Мирный договор, заключенный в Крыму, нуждался в утверждении турецким султаном. С этой целью в 1681 году в Константинополь отправился дьяк Возницын. В Турции не соглашались оставить в договоре пункт, по которому Запорожье считалось принадлежащим царю московскому. Возницын не хотел было признавать договора без этого пункта, но в конце концов, по совету патриарха константинопольского, признал, и в Москве были очень довольны этим мирным договором.[1]

Таким образом, Османская империя одержала победу в войнах с Польшей и Россией, но её успехи оказались непрочными. Хотя Подолия превратилась в турецкую провинцию, её земли раздавались тимариотам, население Каменца-Подольского под угрозой истребления или депортации было вынуждено принять ислам, а Правобережье объединялось с Молдовой, турецкие зверства лишили оккупационный режим всякой поддержки со стороны местного населения, а приобретенные земли были совершенно разорены войной.

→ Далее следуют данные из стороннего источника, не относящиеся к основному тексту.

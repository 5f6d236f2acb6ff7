//! Sequential reference calculator, used as an oracle.
#![allow(dead_code)]

use std::collections::{HashMap, HashSet};

use tfidf_pipeline::tokenize;

pub fn documents(text: &str) -> Vec<Vec<String>> {
    let mut docs = Vec::new();
    let mut current: Vec<String> = Vec::new();
    for line in text.lines() {
        if line.chars().all(|c| c <= ' ') {
            if !current.is_empty() {
                docs.push(std::mem::take(&mut current));
            }
        } else {
            current.extend(tokenize(line).iter().map(|t| t.to_string()));
        }
    }
    if !current.is_empty() {
        docs.push(current);
    }
    docs
}

/// TF-IDF of every document, computed one term at a time
pub fn reference_scores(text: &str) -> Vec<HashMap<String, f64>> {
    let docs = documents(text);
    let n = docs.len() as f64;

    let mut df: HashMap<&str, u64> = HashMap::new();
    for doc in &docs {
        let distinct: HashSet<&str> = doc.iter().map(String::as_str).collect();
        for term in distinct {
            *df.entry(term).or_insert(0) += 1;
        }
    }

    docs.iter()
        .map(|doc| {
            let mut scores = HashMap::new();
            let distinct: HashSet<&str> = doc.iter().map(String::as_str).collect();
            for term in distinct {
                let count = doc.iter().filter(|t| t.as_str() == term).count() as f64;
                let tf = if doc.is_empty() { 0.0 } else { count / doc.len() as f64 };
                let idf = match df.get(term) {
                    Some(&d) if d > 0 => (n / d as f64).ln(),
                    _ => 0.0,
                };
                let score = tf * idf;
                if score > 0.0 {
                    scores.insert(term.to_string(), score);
                }
            }
            scores
        })
        .collect()
}

/// A few paragraphs with overlapping vocabulary
pub fn sample_corpus() -> String {
    let paragraphs = [
        "The cat sat on the mat.\nThe dog barked at the cat!",
        "A quick brown fox jumps over the lazy dog.",
        "Rust makes concurrency safe.\nThreads share nothing mutable here.",
        "O coração da cidade bate forte; a ação começa às 8h.",
        "Cats and dogs, dogs and cats: 42 of them.",
        "the the the",
        "Concurrency is not parallelism, but parallelism needs concurrency.",
    ];
    let mut text = String::from("\n\n");
    for (i, p) in paragraphs.iter().enumerate() {
        text.push_str(p);
        text.push('\n');
        // vary the separators
        text.push_str(if i % 2 == 0 { "\n" } else { "\n   \n\n" });
    }
    text
}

Советские историки, писавшие с ультрапатриотических позиций, утверждали, что Россия выиграла войну (на том основании, что удалось сохранить Левобережье, которое турки и не пытались завоевать), однако Москва стремилась овладеть землями до самого Днестра, но в результате смогла лишь избежать крупного поражения и сохранить свои владения. Не удалось даже избавиться от унизительной выплаты дани крымскому хану, а потому Россия сразу же начала готовиться к реваншу. Посол В. Тяпкин по пути в Крым вел разведку местности, чтобы наметить маршрут будущего похода на полуостров. Задача реорганизации русской армии и превращения её в наступательную силу оказалась не по плечу правительствам царя Федора и Софьи, и была решена только при Петре I.

Итоги

Договор был заключен сроком на 20 лет и завершил войны 70-х годов XVII века между этими государствами за обладание правобережными землями Днепра.

По договору:

  • граница между Турцией и Россией устанавливается по Днепру, султан и хан обязались не помогать врагам России;
  • Россия присоединяет левобережные земли Днепра и Киев с округой. Запорожье формально становилось независимым. Россия согласилась на ежегодное предоставление хану «казны»;
  • казаки получают право на рыбную ловлю, добычу соли и свободного плавания по Днепру и его притокам до Чёрного моря;
  • крымцы и ногайцы имеют право кочевать и промышлять на обоих берегах Днепра

Бахчисарайский мирный договор в очередной раз перераспределил земли между соседними государствами. Также договор имел большое международное значение и обусловил подписание «Вечного мира» в 1686 году между Россией и Польшей.

См. также

Напишите отзыв о статье "Бахчисарайский мирный договор"

Примечания

  1. 1 2 3 4 5 Турецкие войны России // Энциклопедический словарь Брокгауза и Ефрона : в 86 т. (82 т. и 4 доп.). — СПб., 1890—1907.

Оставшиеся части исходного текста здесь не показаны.